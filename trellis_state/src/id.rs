// Copyright 2025 the Trellis Authors
// SPDX-License-Identifier: Apache-2.0 OR MIT

//! Unique ids, sub-id generation and id registration.
//!
//! Composite widgets link their parts with ARIA id references (`aria-controls`,
//! `aria-labelledby`, `aria-describedby`). Each item builds a root id from its
//! parent's generated id plus a [`unique_id`], derives part ids from it with
//! [`GenerateId`], and lets parts publish the id they actually render with through a
//! [`RegisterId`].

use alloc::format;
use alloc::string::String;
use core::fmt;
use core::sync::atomic::{AtomicUsize, Ordering};

use crate::signal::{Derived, Signal};

static NEXT_UNIQUE_ID: AtomicUsize = AtomicUsize::new(0);

/// Return an identifier that no other call in this process returns.
pub fn unique_id() -> String {
    let n = NEXT_UNIQUE_ID.fetch_add(1, Ordering::Relaxed);
    format!("trellis-{n}")
}

/// Derives part ids from a base id.
///
/// `generate("trigger")` on an item whose id is `accordion-item-trellis-3` yields
/// `accordion-item-trellis-3-trigger`. The base is read at call time, so a generator
/// built on a signal follows id changes.
#[derive(Clone)]
pub struct GenerateId {
    base: Derived<String>,
}

impl GenerateId {
    /// Build a generator over a possibly changing base id.
    pub fn new(base: Derived<String>) -> Self {
        Self { base }
    }

    /// Build a generator over a fixed base id.
    pub fn fixed(base: impl Into<String>) -> Self {
        Self::new(Derived::constant(base.into()))
    }

    /// The current base id.
    pub fn base(&self) -> String {
        self.base.get()
    }

    /// The id of `part`, scoped to the base id.
    pub fn generate(&self, part: &str) -> String {
        format!("{}-{part}", self.base.get())
    }
}

impl fmt::Debug for GenerateId {
    fn fmt(&self, f: &mut fmt::Formatter<'_>) -> fmt::Result {
        f.debug_struct("GenerateId")
            .field("base", &self.base.get())
            .finish()
    }
}

/// Publishes a part's id into its owner's id slot.
#[derive(Clone, Debug)]
pub struct RegisterId {
    slot: Signal<Option<String>>,
}

impl RegisterId {
    /// Wrap the owner's id slot.
    pub fn new(slot: Signal<Option<String>>) -> Self {
        Self { slot }
    }

    /// Publish `id`. Dropping the returned registration clears the slot again.
    pub fn register(&self, id: impl Into<String>) -> IdRegistration {
        let id = id.into();
        tracing::debug!(id = %id, "registering id");
        self.slot.set(Some(id.clone()));
        IdRegistration {
            slot: self.slot.clone(),
            id,
        }
    }
}

/// A published id; unpublished on drop.
///
/// The slot is only cleared if it still holds this registration's id, so a part that
/// re-registers before its previous registration drops keeps the newer id.
#[must_use = "dropping the registration unpublishes the id"]
pub struct IdRegistration {
    slot: Signal<Option<String>>,
    id: String,
}

impl IdRegistration {
    /// The published id.
    pub fn id(&self) -> &str {
        &self.id
    }
}

impl Drop for IdRegistration {
    fn drop(&mut self) {
        let still_ours = self
            .slot
            .with(|current| current.as_deref() == Some(self.id.as_str()));
        if still_ours {
            tracing::debug!(id = %self.id, "unregistering id");
            self.slot.set(None);
        }
    }
}

impl fmt::Debug for IdRegistration {
    fn fmt(&self, f: &mut fmt::Formatter<'_>) -> fmt::Result {
        f.debug_struct("IdRegistration")
            .field("id", &self.id)
            .finish_non_exhaustive()
    }
}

- **Required action**:
Would you restate the whole listing word for word?

- **Your solution**:
filename trellis_state/src/id.rs
// Copyright 2025 the Trellis Authors
// SPDX-License-Identifier: Apache-2.0 OR MIT

//! Unique ids, sub-id generation and id registration.
//!
//! Composite widgets link their parts with ARIA id references (`aria-controls`,
//! `aria-labelledby`, `aria-describedby`). Each item builds a root id from its
//! parent's generated id plus a [`unique_id`], derives part ids from it with
//! [`GenerateId`], and lets parts publish the id they actually render with through a
//! [`RegisterId`].

use alloc::format;
use alloc::string::String;
use core::fmt;
use core::sync::atomic::{AtomicUsize, Ordering};

use crate::signal::{Derived, Signal};

static NEXT_UNIQUE_ID: AtomicUsize = AtomicUsize::new(0);

/// Return an identifier that no other call in this process returns.
pub fn unique_id() -> String {
    let n = NEXT_UNIQUE_ID.fetch_add(1, Ordering::Relaxed);
    format!("trellis-{n}")
}

/// Derives part ids from a base id.
///
/// `generate("trigger")` on an item whose id is `accordion-item-trellis-3` yields
/// `accordion-item-trellis-3-trigger`. The base is read at call time, so a generator
/// built on a signal follows id changes.
#[derive(Clone)]
pub struct GenerateId {
    base: Derived<String>,
}

impl GenerateId {
    /// Build a generator over a possibly changing base id.
    pub fn new(base: Derived<String>) -> Self {
        Self { base }
    }

    /// Build a generator over a fixed base id.
    pub fn fixed(base: impl Into<String>) -> Self {
        Self::new(Derived::constant(base.into()))
    }

    /// The current base id.
    pub fn base(&self) -> String {
        self.base.get()
    }

    /// The id of `part`, scoped to the base id.
    pub fn generate(&self, part: &str) -> String {
        format!("{}-{part}", self.base.get())
    }
}

impl fmt::Debug for GenerateId {
    fn fmt(&self, f: &mut fmt::Formatter<'_>) -> fmt::Result {
        f.debug_struct("GenerateId")
            .field("base", &self.base.get())
            .finish()
    }
}

/// Publishes a part's id into its owner's id slot.
#[derive(Clone, Debug)]
pub struct RegisterId {
    slot: Signal<Option<String>>,
}

impl RegisterId {
    /// Wrap the owner's id slot.
    pub fn new(slot: Signal<Option<String>>) -> Self {
        Self { slot }
    }

    /// Publish `id`. Dropping the returned registration clears the slot again.
    pub fn register(&self, id: impl Into<String>) -> IdRegistration {
        let id = id.into();
        tracing::debug!(id = %id, "registering id");
        self.slot.set(Some(id.clone()));
        IdRegistration {
            slot: self.slot.clone(),
            id,
        }
    }
}

/// A published id; unpublished on drop.
///
/// The slot is only cleared if it still holds this registration's id, so a part that
/// re-registers before its previous registration drops keeps the newer id.
#[must_use = "dropping the registration unpublishes the id"]
pub struct IdRegistration {
    slot: Signal<Option<String>>,
    id: String,
}

impl IdRegistration {
    /// The published id.
    pub fn id(&self) -> &str {
        &self.id
    }
}

impl Drop for IdRegistration {
    fn drop(&mut self) {
        let still_ours = self
            .slot
            .with(|current| current.as_deref() == Some(self.id.as_str()));
        if still_ours {
            tracing::debug!(id = %self.id, "unregistering id");
            self.slot.set(None);
        }
    }
}

impl fmt::Debug for IdRegistration {
    fn fmt(&self, f: &mut fmt::Formatter<'_>) -> fmt::Result {
        f.debug_struct("IdRegistration")
            .field("id", &self.id)
            .finish_non_exhaustive()
    }
}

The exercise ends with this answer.